Pemanasan seluruh permukaan dataran global terutama dipicu oleh sangat menghangatnya daratan di belahan Bumi utara, yang juga memiliki suhu bulan Juli tertinggi mencapai 1,54 derajat Celsius di atas rata-rata, melampaui rekor sebelumnya yang ditetapkan pada tahun 2012.
Selama bulan tersebut, NCEI mengatakan suhu lebih hangat dari rata-rata di seluruh bagian Amerika Utara, Eropa, bagian utara dan selatan Amerika Selatan, utara Afrika, separuh bagian selatan Asia, Oseania dan sebagian dari bagian barat dan utara Samudera Pasifik, Atlantik dan Hindia.
Suhu justru lebih dingin dari rata-rata terjadi di seluruh bagian timur laut Kanada, sekitar wilayah tengah bagian selatan dan tenggara Amerika Serikat, bagian selatan Afrika, bagian utara Rusia, dan bagian tenggara Samudra Pasifik.
Secara regional NCEI mencatat Asia memiliki rekor terpanas pada bulan Juli 2021, mengalahkan catatan sebelumnya yang ditetapkan pada 2010. Eropa mencatat rekor terpanas kedua pada bulan yang sama, sementara Amerika Utara, Amerika Selatan, Afrika dan Oseania semuanya masuk 10 besar dalam rekor.
Panas ekstrem yang dirinci dalam laporan bulanan NCEI NOAA juga merupakan cerminan dari perubahan jangka panjang yang digariskan dalam laporan utama yang dirilis pekan ini oleh Panel antarpemerintah tentang Perubahan Iklim (Intergovernmental Panel on Climate Change/IPCC).

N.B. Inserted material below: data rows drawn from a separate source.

//! Runs every pipeline of a catalog against one image and keeps the best.

use crate::engine::{filter_detections, BoundingBox, WordDetection, WordDetector};
use crate::error::OcrError;
use crate::preprocessing::PipelineDescriptor;
use crate::scoring::{mean_confidence, score_detections};
use image::{DynamicImage, GrayImage, RgbImage};
use std::time::Instant;

/// Appended to the reported pipeline name when the winner is not trustworthy
pub const UNRELIABLE_SUFFIX: &str = "__UNRELIABLE";

/// Reliability gate applied to the winning pipeline
#[derive(Debug, Clone, Copy, PartialEq)]
pub struct Thresholds {
    /// Minimum mean confidence over the kept words
    pub min_mean_conf: f64,
    /// Minimum number of kept words
    pub min_words: usize,
}

impl Default for Thresholds {
    fn default() -> Self {
        Self {
            min_mean_conf: 15.0,
            min_words: 3,
        }
    }
}

/// Result of one pipeline run, before reduction
#[derive(Debug, Clone)]
pub struct ScoredResult<'a> {
    pub descriptor: &'a PipelineDescriptor,
    pub image: GrayImage,
    pub detections: Vec<WordDetection>,
    pub score: Option<f64>,
}

/// The winning pipeline for one image
#[derive(Debug, Clone)]
pub struct SelectionOutcome {
    /// Catalog entry that won, unchanged
    pub descriptor: PipelineDescriptor,
    /// Name to report; carries `UNRELIABLE_SUFFIX` when the gate failed
    pub name: String,
    /// Preprocessed image the detections refer to
    pub image: GrayImage,
    pub detections: Vec<WordDetection>,
    /// `None` when no pipeline produced a usable detection
    pub score: Option<f64>,
    pub reliable: bool,
}

impl SelectionOutcome {
    /// Recognized words joined by single spaces
    pub fn text(&self) -> String {
        self.detections
            .iter()
            .map(|w| w.text.as_str())
            .collect::<Vec<_>>()
            .join(" ")
    }

    pub fn mean_confidence(&self) -> f64 {
        mean_confidence(&self.detections)
    }

    /// Word boxes in the original image's frame.
    ///
    /// `None` when the winning transform rotated the canvas, in which case
    /// dividing by the scale no longer lands on the right pixels.
    pub fn original_boxes(&self) -> Option<Vec<BoundingBox>> {
        if !self.descriptor.coordinate_mapping_valid() {
            return None;
        }
        let scale = self.descriptor.scale();
        Some(
            self.detections
                .iter()
                .map(|w| w.bbox.to_original(scale))
                .collect(),
        )
    }
}

/// Picks the best preprocessing pipeline for each image
pub struct Selector<'a> {
    detector: &'a dyn WordDetector,
    thresholds: Thresholds,
}

impl<'a> Selector<'a> {
    pub fn new(detector: &'a dyn WordDetector) -> Self {
        Self {
            detector,
            thresholds: Thresholds::default(),
        }
    }

    pub fn with_thresholds(mut self, thresholds: Thresholds) -> Self {
        self.thresholds = thresholds;
        self
    }

    pub fn thresholds(&self) -> Thresholds {
        self.thresholds
    }

    /// Run every pipeline of `catalog` on `image` and return the best one.
    ///
    /// Pipelines run in catalog order and the earliest wins ties. A failing
    /// OCR call only disqualifies its own pipeline.
    pub fn select(
        &self,
        image: &DynamicImage,
        catalog: &[PipelineDescriptor],
    ) -> Result<SelectionOutcome, OcrError> {
        if catalog.is_empty() {
            return Err(OcrError::EmptyCatalog);
        }
        let rgb = validate_input(image)?;
        let start = Instant::now();

        let mut best: Option<ScoredResult> = None;
        for descriptor in catalog {
            let candidate = self.run_pipeline(rgb, descriptor)?;
            if best
                .as_ref()
                .map_or(true, |b| is_better(candidate.score, b.score))
            {
                best = Some(candidate);
            }
        }

        // Non-empty catalog always leaves a winner
        let best = best.ok_or(OcrError::EmptyCatalog)?;
        let outcome = self.finish(best);

        tracing::info!(
            pipeline = %outcome.name,
            score = ?outcome.score,
            words = outcome.detections.len(),
            time_ms = start.elapsed().as_millis() as u64,
            "Pipeline selected"
        );

        Ok(outcome)
    }

    /// Transform, recognize, filter and score with a single pipeline
    pub fn run_pipeline<'c>(
        &self,
        image: &RgbImage,
        descriptor: &'c PipelineDescriptor,
    ) -> Result<ScoredResult<'c>, OcrError> {
        let preprocessed = descriptor.transform().apply(image)?;

        let detections = match self.detector.detect(&preprocessed, descriptor.mode()) {
            Ok(raw) => filter_detections(raw),
            Err(e) => {
                tracing::warn!(
                    pipeline = descriptor.name(),
                    engine = self.detector.name(),
                    "OCR failed, pipeline disqualified: {}",
                    e
                );
                Vec::new()
            }
        };
        let score = score_detections(&detections);

        tracing::debug!(
            pipeline = descriptor.name(),
            words = detections.len(),
            score = ?score,
            "Pipeline scored"
        );

        Ok(ScoredResult {
            descriptor,
            image: preprocessed,
            detections,
            score,
        })
    }

    /// Apply the reliability gate and build the outcome
    fn finish(&self, best: ScoredResult<'_>) -> SelectionOutcome {
        let mean_conf = mean_confidence(&best.detections);
        let reliable = mean_conf >= self.thresholds.min_mean_conf
            && best.detections.len() >= self.thresholds.min_words;

        let name = if reliable {
            best.descriptor.name().to_string()
        } else {
            format!("{}{}", best.descriptor.name(), UNRELIABLE_SUFFIX)
        };

        SelectionOutcome {
            descriptor: *best.descriptor,
            name,
            image: best.image,
            detections: best.detections,
            score: best.score,
            reliable,
        }
    }
}

/// Strict comparison where any score beats a missing one
fn is_better(candidate: Option<f64>, current: Option<f64>) -> bool {
    match (candidate, current) {
        (Some(c), Some(b)) => c > b,
        (Some(_), None) => true,
        (None, _) => false,
    }
}

fn validate_input(image: &DynamicImage) -> Result<&RgbImage, OcrError> {
    let rgb = image.as_rgb8().ok_or_else(|| {
        OcrError::InvalidImage(format!(
            "expected 8-bit 3-channel color image, got {:?}",
            image.color()
        ))
    })?;
    if rgb.width() == 0 || rgb.height() == 0 {
        return Err(OcrError::InvalidImage(format!(
            "image has zero dimension ({}x{})",
            rgb.width(),
            rgb.height()
        )));
    }
    Ok(rgb)
}
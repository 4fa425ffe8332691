use crate::error::OcrError;
use image::GrayImage;
use serde::Serialize;
use std::fmt;

/// Minimum confidence a word needs to survive the post-filter
pub const MIN_WORD_CONFIDENCE: f32 = 20.0;
/// Boxes this size or smaller (in either dimension) are treated as noise
pub const MIN_BOX_SIDE: u32 = 5;

/// Tesseract page segmentation mode used for one OCR attempt
#[derive(Debug, Clone, Copy, PartialEq, Eq, Hash)]
pub enum SegmentationMode {
    /// Single column of text of variable sizes (`--psm 4`)
    SingleColumn,
    /// Single uniform block of text (`--psm 6`)
    SingleBlock,
    /// Single text line (`--psm 7`)
    SingleLine,
    /// Sparse text, as much as possible in no particular order (`--psm 11`)
    SparseText,
}

impl SegmentationMode {
    /// Numeric code understood by the engine
    pub fn code(self) -> u8 {
        match self {
            Self::SingleColumn => 4,
            Self::SingleBlock => 6,
            Self::SingleLine => 7,
            Self::SparseText => 11,
        }
    }

    pub fn from_code(code: u8) -> Option<Self> {
        match code {
            4 => Some(Self::SingleColumn),
            6 => Some(Self::SingleBlock),
            7 => Some(Self::SingleLine),
            11 => Some(Self::SparseText),
            _ => None,
        }
    }
}

impl fmt::Display for SegmentationMode {
    fn fmt(&self, f: &mut fmt::Formatter<'_>) -> fmt::Result {
        write!(f, "psm{}", self.code())
    }
}

/// Axis-aligned word box in pixel coordinates
#[derive(Debug, Clone, Copy, PartialEq, Eq, Serialize)]
pub struct BoundingBox {
    pub x: i32,
    pub y: i32,
    pub w: i32,
    pub h: i32,
}

impl BoundingBox {
    pub fn new(x: i32, y: i32, w: i32, h: i32) -> Self {
        Self { x, y, w, h }
    }

    /// Map a box from an upscaled frame back to the source frame.
    ///
    /// Each component is divided by `scale` and truncated toward zero. Only
    /// meaningful for transforms that did not rotate the canvas.
    pub fn to_original(&self, scale: f32) -> Self {
        let s = f64::from(scale);
        let map = |v: i32| (f64::from(v) / s).trunc() as i32;
        Self {
            x: map(self.x),
            y: map(self.y),
            w: map(self.w),
            h: map(self.h),
        }
    }
}

/// One recognized word as reported by an OCR engine
#[derive(Debug, Clone, PartialEq, Serialize)]
pub struct WordDetection {
    pub text: String,
    /// Engine confidence on a 0-100 scale; negative means unknown
    pub confidence: f32,
    pub bbox: BoundingBox,
}

impl WordDetection {
    pub fn new(text: impl Into<String>, confidence: f32, bbox: BoundingBox) -> Self {
        Self {
            text: text.into(),
            confidence,
            bbox,
        }
    }
}

/// Trait that all OCR engines must implement
pub trait WordDetector: Send + Sync {
    /// Returns the engine identifier (e.g., "tesseract-cli", "leptess")
    fn name(&self) -> &'static str;

    /// Run word-level recognition on a single-channel image.
    ///
    /// Returned boxes are in `image`'s coordinate frame, in engine order.
    fn detect(
        &self,
        image: &GrayImage,
        mode: SegmentationMode,
    ) -> Result<Vec<WordDetection>, OcrError>;
}

/// Drop empty, tiny and low-confidence words, trimming the rest.
pub fn filter_detections(raw: Vec<WordDetection>) -> Vec<WordDetection> {
    raw.into_iter()
        .filter_map(|word| {
            let text = word.text.trim();
            if text.is_empty() {
                return None;
            }
            if word.bbox.w <= MIN_BOX_SIDE as i32 || word.bbox.h <= MIN_BOX_SIDE as i32 {
                return None;
            }
            // NaN compares false and is dropped with the rest
            if !(word.confidence >= MIN_WORD_CONFIDENCE) {
                return None;
            }
            Some(WordDetection {
                text: text.to_string(),
                ..word
            })
        })
        .collect()
}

“Para ilmuwan dari seluruh dunia menyampaikan penilaian paling mutakhir tentang cara-cara di mana iklim berubah. Ini adalah laporan IPCC yang serius yang menemukan bahwa pengaruh manusia, secara tegas, menyebabkan perubahan iklim, dan itu menegaskan bahwa dampaknya meluas dan meningkat dengan cepat," kata Spinrad.